Diego M. Rivera, A Girl with Doll (Una Nina con Muneca), 1939. Image and original data provided by Detroit Institute of Arts, © 2010 Artists Rights Society (ARS), New York
Female Jointed Doll, ca. 1520-1530, Skulpturensammlung und Museum für Byzantinische Kunst, Staatliche Museen zu Berlin. Image and original data provided by Bildarchiv Preussischer Kulturbesitz
Roman, Doll with a Gold Necklace, 2nd-3rd century CE, Museo Nazionale Romano. Image and original data provided by SCALA, Florence/ART RESOURCE, N.Y., artres.com, scalarchives.com, (c) 2006, SCALA, Florence / ART RESOURCE, N.Y.

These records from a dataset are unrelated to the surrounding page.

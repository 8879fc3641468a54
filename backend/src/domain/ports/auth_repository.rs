//! Port for phone accounts, admin grants, and login codes.

use async_trait::async_trait;
use chrono::{DateTime, Utc};

use crate::domain::{ActiveOtpCode, NewOtpCode, PhoneNumber};

use super::define_port_error;

define_port_error! {
    /// Errors raised by auth repository adapters.
    pub enum AuthRepositoryError for "auth repository" {}
}

/// Storage for login state.
#[cfg_attr(test, mockall::automock)]
#[async_trait]
pub trait AuthRepository: Send + Sync {
    /// Whether the phone is suspended.
    async fn is_banned(&self, phone: &PhoneNumber) -> Result<bool, AuthRepositoryError>;

    /// Whether the phone holds the admin capability.
    async fn is_admin(&self, phone: &PhoneNumber) -> Result<bool, AuthRepositoryError>;

    /// Grant admin unless already granted. Returns whether a row was written.
    async fn ensure_admin(&self, phone: &PhoneNumber) -> Result<bool, AuthRepositoryError>;

    /// Store a freshly issued code.
    async fn store_code(&self, code: &NewOtpCode) -> Result<(), AuthRepositoryError>;

    /// Newest unconsumed code for the phone that has not expired at `now`.
    async fn latest_active_code(
        &self,
        phone: &PhoneNumber,
        now: DateTime<Utc>,
    ) -> Result<Option<ActiveOtpCode>, AuthRepositoryError>;

    /// Spend one verification attempt.
    async fn decrement_attempts(&self, code_id: i64) -> Result<(), AuthRepositoryError>;

    /// Create the user if absent, stamp the login, and consume the code, in
    /// one transaction.
    async fn complete_login(
        &self,
        code_id: i64,
        phone: &PhoneNumber,
        now: DateTime<Utc>,
    ) -> Result<(), AuthRepositoryError>;
}
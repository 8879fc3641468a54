//! Error enums for driven ports.
//!
//! Every variant gets a snake_case constructor taking `impl Into<_>` fields.
//! Storage ports name their backend with `for "..."`: they share `Connection`
//! and `Query` variants, tag each extra variant with the domain error it
//! becomes, and convert into [`crate::domain::Error`] so services propagate
//! them with `?`. Transport ports (SMS, email) list their variants only and
//! are handled case by case.

macro_rules! define_port_error {
    (@ctor $variant:ident) => {
        ::paste::paste! {
            #[doc = concat!("Build [`Self::", stringify!($variant), "`].")]
            pub fn [<$variant:snake>]() -> Self {
                Self::$variant
            }
        }
    };

    (@ctor $variant:ident { $($field:ident : $ty:ty),* $(,)? }) => {
        define_port_error!(@ctor_impl $variant () () $( $field : $ty, )*);
    };

    (@ctor_impl $variant:ident ($($params:tt)*) ($($inits:tt)*) ) => {
        ::paste::paste! {
            #[doc = concat!("Build [`Self::", stringify!($variant), "`].")]
            pub fn [<$variant:snake>]($($params)*) -> Self {
                Self::$variant { $($inits)* }
            }
        }
    };

    (@ctor_impl $variant:ident ($($params:tt)*) ($($inits:tt)*) $field:ident : $ty:ty, $($rest:tt)*) => {
        define_port_error!(
            @ctor_impl
            $variant
            ($($params)* $field: impl Into<$ty>,)
            ($($inits)* $field: $field.into(),)
            $($rest)*
        );
    };

    (
        $(#[$outer:meta])*
        pub enum $name:ident for $backend:literal {
            $(
                $(#[$variant_meta:meta])*
                $variant:ident $( { $($field:ident : $ty:ty),* $(,)? } )?
                    => $message:literal as $kind:ident
            ),* $(,)?
        }
    ) => {
        $(#[$outer])*
        #[derive(Debug, Clone, PartialEq, Eq, thiserror::Error)]
        pub enum $name {
            /// The backend could not be reached.
            #[error("{backend} connection failed: {message}", backend = $backend)]
            Connection { message: String },
            /// Query or mutation failed during execution.
            #[error("{backend} query failed: {message}", backend = $backend)]
            Query { message: String },
            $(
                $(#[$variant_meta])*
                #[error($message)]
                $variant $( { $($field : $ty),* } )?,
            )*
        }

        impl $name {
            define_port_error!(@ctor Connection { message: String });
            define_port_error!(@ctor Query { message: String });
            $(
                define_port_error!(@ctor $variant $( { $($field : $ty),* } )?);
            )*
        }

        impl From<$name> for $crate::domain::Error {
            fn from(error: $name) -> Self {
                match error {
                    $name::Connection { message } => {
                        Self::service_unavailable(format!("{} unavailable: {message}", $backend))
                    }
                    $name::Query { message } => {
                        Self::internal(format!("{} error: {message}", $backend))
                    }
                    $(
                        other @ $name::$variant { .. } => Self::$kind(other.to_string()),
                    )*
                }
            }
        }
    };

    (
        $(#[$outer:meta])*
        pub enum $name:ident {
            $(
                $(#[$variant_meta:meta])*
                $variant:ident $( { $($field:ident : $ty:ty),* $(,)? } )? => $message:expr
            ),* $(,)?
        }
    ) => {
        $(#[$outer])*
        #[derive(Debug, Clone, PartialEq, Eq, thiserror::Error)]
        pub enum $name {
            $(
                $(#[$variant_meta])*
                #[error($message)]
                $variant $( { $($field : $ty),* } )?,
            )*
        }

        impl $name {
            $(
                define_port_error!(@ctor $variant $( { $($field : $ty),* } )?);
            )*
        }
    };
}

pub(crate) use define_port_error;
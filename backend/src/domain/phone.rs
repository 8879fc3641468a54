//! Phone number normalisation and masking.
//!
//! Numbers are keyed in E.164-ish form: punctuation is dropped, a leading
//! `+` survives, and bare ten-digit (or `1`-prefixed eleven-digit) numbers
//! gain the US country code.

use std::fmt;

use serde::{Deserialize, Serialize};

/// A normalised phone number.
///
/// # Examples
/// ```
/// use yardline::domain::PhoneNumber;
///
/// let phone = PhoneNumber::normalize("(515) 555-0142").unwrap();
/// assert_eq!(phone.as_str(), "+15155550142");
/// assert_eq!(phone.masked(), "+15***42");
/// ```
#[derive(Debug, Clone, PartialEq, Eq, Hash, PartialOrd, Ord, Serialize, Deserialize)]
#[serde(transparent)]
pub struct PhoneNumber(String);

impl PhoneNumber {
    /// Normalise free-form input. Returns `None` when nothing dialable remains.
    #[must_use]
    pub fn normalize(raw: &str) -> Option<Self> {
        let trimmed = raw.trim();
        let leading_plus = trimmed.starts_with('+');
        let digits: String = trimmed.chars().filter(char::is_ascii_digit).collect();
        if digits.is_empty() {
            return None;
        }
        let normalised = match digits.len() {
            10 => format!("+1{digits}"),
            11 if digits.starts_with('1') => format!("+{digits}"),
            _ if leading_plus => format!("+{digits}"),
            _ => digits,
        };
        Some(Self(normalised))
    }

    /// Wrap an already-normalised value read back from storage.
    #[must_use]
    pub fn from_stored(value: impl Into<String>) -> Self {
        Self(value.into())
    }

    /// Borrow the normalised text.
    #[must_use]
    pub fn as_str(&self) -> &str {
        &self.0
    }

    /// Character count of the normalised form.
    #[must_use]
    pub fn len(&self) -> usize {
        self.0.chars().count()
    }

    /// Whether the number is empty (never true for normalised values).
    #[must_use]
    pub fn is_empty(&self) -> bool {
        self.0.is_empty()
    }

    /// First three and last two characters with `***` between them.
    #[must_use]
    pub fn masked(&self) -> String {
        let chars: Vec<char> = self.0.chars().collect();
        let head: String = chars.iter().take(3).collect();
        let tail: String = chars.iter().skip(chars.len().saturating_sub(2)).collect();
        format!("{head}***{tail}")
    }
}

impl fmt::Display for PhoneNumber {
    fn fmt(&self, f: &mut fmt::Formatter<'_>) -> fmt::Result {
        f.write_str(&self.0)
    }
}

Arnold Genthe, Buzzer the cat lying on a chair next to a doll, between 1911 and 1919. Image and data from the Library of Congress Collection
The Art of the Doll: German Character Dolls from the Gail Cook Collection, Exhibition on view: November 26, 1993-February 13, 1994, Dallas Museum of Art
Wurts Bros., 102 Wooster Street. Progressive Toy Co. Dolls, ca. 1920. Museum of the City of New York
Coming up with a spooky theme for a blog post was easy, but performing a search for “doll*” in the Artstor Digital Library took some convincing. The images I selected come from Scala Archives, Berlin State Museums (Staatliche Museen zu Berlin), Library of Congress Collection, Museum of the City of New York, Detroit Institute of Arts, and the Dallas Museum of Art.